* _PROBLEM TO WORK ON_
Transcribe all of the data exactly, leaving nothing out.

* _DATA IN THIS EXERCISE_
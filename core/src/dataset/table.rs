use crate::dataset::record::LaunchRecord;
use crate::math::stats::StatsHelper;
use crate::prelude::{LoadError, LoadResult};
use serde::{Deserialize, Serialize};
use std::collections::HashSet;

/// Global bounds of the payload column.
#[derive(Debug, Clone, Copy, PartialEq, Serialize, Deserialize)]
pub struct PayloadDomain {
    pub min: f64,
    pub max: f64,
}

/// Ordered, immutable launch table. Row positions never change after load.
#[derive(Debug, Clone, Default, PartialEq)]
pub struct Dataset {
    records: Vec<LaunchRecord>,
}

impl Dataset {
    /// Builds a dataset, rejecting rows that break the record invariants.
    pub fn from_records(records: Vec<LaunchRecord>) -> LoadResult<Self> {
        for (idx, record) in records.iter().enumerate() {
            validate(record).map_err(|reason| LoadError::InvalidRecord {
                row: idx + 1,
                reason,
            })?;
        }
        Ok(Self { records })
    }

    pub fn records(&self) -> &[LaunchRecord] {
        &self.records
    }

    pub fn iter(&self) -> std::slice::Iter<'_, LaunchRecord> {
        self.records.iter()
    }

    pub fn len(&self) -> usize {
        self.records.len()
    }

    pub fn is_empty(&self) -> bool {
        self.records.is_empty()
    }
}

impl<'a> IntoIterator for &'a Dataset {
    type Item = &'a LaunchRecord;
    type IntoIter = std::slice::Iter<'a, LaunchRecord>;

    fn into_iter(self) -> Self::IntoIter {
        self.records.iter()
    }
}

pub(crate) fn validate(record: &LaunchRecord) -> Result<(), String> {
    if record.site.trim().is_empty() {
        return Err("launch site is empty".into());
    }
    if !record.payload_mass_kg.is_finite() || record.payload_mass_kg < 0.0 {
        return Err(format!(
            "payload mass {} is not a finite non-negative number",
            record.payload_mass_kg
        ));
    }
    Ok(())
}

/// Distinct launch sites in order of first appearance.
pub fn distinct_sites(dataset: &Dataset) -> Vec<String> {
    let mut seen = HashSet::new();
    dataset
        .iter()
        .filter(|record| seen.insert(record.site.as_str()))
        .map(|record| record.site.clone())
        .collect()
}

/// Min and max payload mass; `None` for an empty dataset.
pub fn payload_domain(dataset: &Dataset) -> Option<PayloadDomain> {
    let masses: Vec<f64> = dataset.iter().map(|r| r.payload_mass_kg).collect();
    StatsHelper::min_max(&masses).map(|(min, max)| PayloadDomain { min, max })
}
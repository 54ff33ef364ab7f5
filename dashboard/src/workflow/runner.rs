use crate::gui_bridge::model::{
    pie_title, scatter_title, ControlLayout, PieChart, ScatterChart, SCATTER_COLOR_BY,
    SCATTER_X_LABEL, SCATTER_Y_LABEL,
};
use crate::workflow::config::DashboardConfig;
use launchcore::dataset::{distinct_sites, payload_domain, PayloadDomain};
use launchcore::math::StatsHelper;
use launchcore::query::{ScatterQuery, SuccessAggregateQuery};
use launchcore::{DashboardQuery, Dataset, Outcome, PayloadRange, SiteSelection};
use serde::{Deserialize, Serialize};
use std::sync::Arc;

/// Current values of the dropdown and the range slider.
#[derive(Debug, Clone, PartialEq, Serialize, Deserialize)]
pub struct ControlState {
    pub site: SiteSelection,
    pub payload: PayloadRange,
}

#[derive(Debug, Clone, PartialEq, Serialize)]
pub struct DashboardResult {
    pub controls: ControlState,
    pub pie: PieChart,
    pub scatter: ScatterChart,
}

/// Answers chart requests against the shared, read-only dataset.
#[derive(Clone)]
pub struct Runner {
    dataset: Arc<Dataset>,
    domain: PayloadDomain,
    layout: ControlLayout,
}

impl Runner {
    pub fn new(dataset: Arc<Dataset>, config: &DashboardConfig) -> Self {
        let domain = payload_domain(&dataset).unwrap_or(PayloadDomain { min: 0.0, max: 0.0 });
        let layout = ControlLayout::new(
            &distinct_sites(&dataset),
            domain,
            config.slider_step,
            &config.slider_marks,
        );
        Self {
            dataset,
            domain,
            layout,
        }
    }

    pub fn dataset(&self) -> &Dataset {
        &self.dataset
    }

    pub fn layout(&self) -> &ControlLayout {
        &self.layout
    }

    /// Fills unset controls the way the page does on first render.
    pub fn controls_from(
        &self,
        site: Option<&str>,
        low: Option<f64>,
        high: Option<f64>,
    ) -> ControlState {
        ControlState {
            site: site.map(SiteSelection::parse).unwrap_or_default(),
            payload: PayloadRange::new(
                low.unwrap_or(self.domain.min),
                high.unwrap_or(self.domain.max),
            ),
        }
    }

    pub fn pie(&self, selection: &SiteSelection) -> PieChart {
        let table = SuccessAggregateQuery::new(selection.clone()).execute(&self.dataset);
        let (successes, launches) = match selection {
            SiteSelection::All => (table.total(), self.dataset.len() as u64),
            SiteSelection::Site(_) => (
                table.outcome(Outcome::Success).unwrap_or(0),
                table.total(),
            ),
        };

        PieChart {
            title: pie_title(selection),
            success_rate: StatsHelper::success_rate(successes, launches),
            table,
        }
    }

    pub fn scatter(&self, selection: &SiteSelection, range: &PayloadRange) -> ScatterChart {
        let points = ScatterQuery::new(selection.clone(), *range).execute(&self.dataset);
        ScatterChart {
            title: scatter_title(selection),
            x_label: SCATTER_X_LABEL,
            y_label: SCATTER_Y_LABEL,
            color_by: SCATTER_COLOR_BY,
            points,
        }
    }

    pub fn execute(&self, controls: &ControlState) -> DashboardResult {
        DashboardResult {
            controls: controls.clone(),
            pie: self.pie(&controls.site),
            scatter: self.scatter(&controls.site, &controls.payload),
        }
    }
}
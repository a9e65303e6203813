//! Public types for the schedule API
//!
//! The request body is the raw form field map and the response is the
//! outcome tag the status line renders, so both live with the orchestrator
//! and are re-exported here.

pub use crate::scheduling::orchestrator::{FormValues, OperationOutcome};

* _OUTPUT OF THE TASK_
filename core/src/dataset/table.rs
use crate::dataset::record::LaunchRecord;
use crate::math::stats::StatsHelper;
use crate::prelude::{LoadError, LoadResult};
use serde::{Deserialize, Serialize};
use std::collections::HashSet;

/// Global bounds of the payload column.
#[derive(Debug, Clone, Copy, PartialEq, Serialize, Deserialize)]
pub struct PayloadDomain {
    pub min: f64,
    pub max: f64,
}

/// Ordered, immutable launch table. Row positions never change after load.
#[derive(Debug, Clone, Default, PartialEq)]
pub struct Dataset {
    records: Vec<LaunchRecord>,
}

impl Dataset {
    /// Builds a dataset, rejecting rows that break the record invariants.
    pub fn from_records(records: Vec<LaunchRecord>) -> LoadResult<Self> {
        for (idx, record) in records.iter().enumerate() {
            validate(record).map_err(|reason| LoadError::InvalidRecord {
                row: idx + 1,
                reason,
            })?;
        }
        Ok(Self { records })
    }

    pub fn records(&self) -> &[LaunchRecord] {
        &self.records
    }

    pub fn iter(&self) -> std::slice::Iter<'_, LaunchRecord> {
        self.records.iter()
    }

    pub fn len(&self) -> usize {
        self.records.len()
    }

    pub fn is_empty(&self) -> bool {
        self.records.is_empty()
    }
}

impl<'a> IntoIterator for &'a Dataset {
    type Item = &'a LaunchRecord;
    type IntoIter = std::slice::Iter<'a, LaunchRecord>;

    fn into_iter(self) -> Self::IntoIter {
        self.records.iter()
    }
}

pub(crate) fn validate(record: &LaunchRecord) -> Result<(), String> {
    if record.site.trim().is_empty() {
        return Err("launch site is empty".into());
    }
    if !record.payload_mass_kg.is_finite() || record.payload_mass_kg < 0.0 {
        return Err(format!(
            "payload mass {} is not a finite non-negative number",
            record.payload_mass_kg
        ));
    }
    Ok(())
}

/// Distinct launch sites in order of first appearance.
pub fn distinct_sites(dataset: &Dataset) -> Vec<String> {
    let mut seen = HashSet::new();
    dataset
        .iter()
        .filter(|record| seen.insert(record.site.as_str()))
        .map(|record| record.site.clone())
        .collect()
}

/// Min and max payload mass; `None` for an empty dataset.
pub fn payload_domain(dataset: &Dataset) -> Option<PayloadDomain> {
    let masses: Vec<f64> = dataset.iter().map(|r| r.payload_mass_kg).collect();
    StatsHelper::min_max(&masses).map(|(min, max)| PayloadDomain { min, max })
}
repository 54ff33ef364ab7f5
filename dashboard/src/workflow/runner.rs
use crate::gui_bridge::model::{
    pie_title, scatter_title, ControlLayout, PieChart, ScatterChart, SCATTER_COLOR_BY,
    SCATTER_X_LABEL, SCATTER_Y_LABEL,
};
use crate::workflow::config::DashboardConfig;
use launchcore::dataset::{distinct_sites, payload_domain, PayloadDomain};
use launchcore::math::StatsHelper;
use launchcore::query::{ScatterQuery, SuccessAggregateQuery};
use launchcore::{DashboardQuery, Dataset, Outcome, PayloadRange, SiteSelection};
use serde::{Deserialize, Serialize};
use std::sync::Arc;

/// Current values of the dropdown and the range slider.
#[derive(Debug, Clone, PartialEq, Serialize, Deserialize)]
pub struct ControlState {
    pub site: SiteSelection,
    pub payload: PayloadRange,
}

#[derive(Debug, Clone, PartialEq, Serialize)]
pub struct DashboardResult {
    pub controls: ControlState,
    pub pie: PieChart,
    pub scatter: ScatterChart,
}

/// Answers chart requests against the shared, read-only dataset.
#[derive(Clone)]
pub struct Runner {
    dataset: Arc<Dataset>,
    domain: PayloadDomain,
    layout: ControlLayout,
}

impl Runner {
    pub fn new(dataset: Arc<Dataset>, config: &DashboardConfig) -> Self {
        let domain = payload_domain(&dataset).unwrap_or(PayloadDomain { min: 0.0, max: 0.0 });
        let layout = ControlLayout::new(
            &distinct_sites(&dataset),
            domain,
            config.slider_step,
            &config.slider_marks,
        );
        Self {
            dataset,
            domain,
            layout,
        }
    }

    pub fn dataset(&self) -> &Dataset {
        &self.dataset
    }

    pub fn layout(&self) -> &ControlLayout {
        &self.layout
    }

    /// Fills unset controls the way the page does on first render.
    pub fn controls_from(
        &self,
        site: Option<&str>,
        low: Option<f64>,
        high: Option<f64>,
    ) -> ControlState {
        ControlState {
            site: site.map(SiteSelection::parse).unwrap_or_default(),
            payload: PayloadRange::new(
                low.unwrap_or(self.domain.min),
                high.unwrap_or(self.domain.max),
            ),
        }
    }

    pub fn pie(&self, selection: &SiteSelection) -> PieChart {
        let table = SuccessAggregateQuery::new(selection.clone()).execute(&self.dataset);
        let (successes, launches) = match selection {
            SiteSelection::All => (table.total(), self.dataset.len() as u64),
            SiteSelection::Site(_) => (
                table.outcome(Outcome::Success).unwrap_or(0),
                table.total(),
            ),
        };

        PieChart {
            title: pie_title(selection),
            success_rate: StatsHelper::success_rate(successes, launches),
            table,
        }
    }

    pub fn scatter(&self, selection: &SiteSelection, range: &PayloadRange) -> ScatterChart {
        let points = ScatterQuery::new(selection.clone(), *range).execute(&self.dataset);
        ScatterChart {
            title: scatter_title(selection),
            x_label: SCATTER_X_LABEL,
            y_label: SCATTER_Y_LABEL,
            color_by: SCATTER_COLOR_BY,
            points,
        }
    }

    pub fn execute(&self, controls: &ControlState) -> DashboardResult {
        DashboardResult {
            controls: controls.clone(),
            pie: self.pie(&controls.site),
            scatter: self.scatter(&controls.site, &controls.payload),
        }
    }
}
repository a9e65303e6203813
//! Public types for the schedule API
//!
//! The request body is the raw form field map and the response is the
//! outcome tag the status line renders, so both live with the orchestrator
//! and are re-exported here.

pub use crate::scheduling::orchestrator::{FormValues, OperationOutcome};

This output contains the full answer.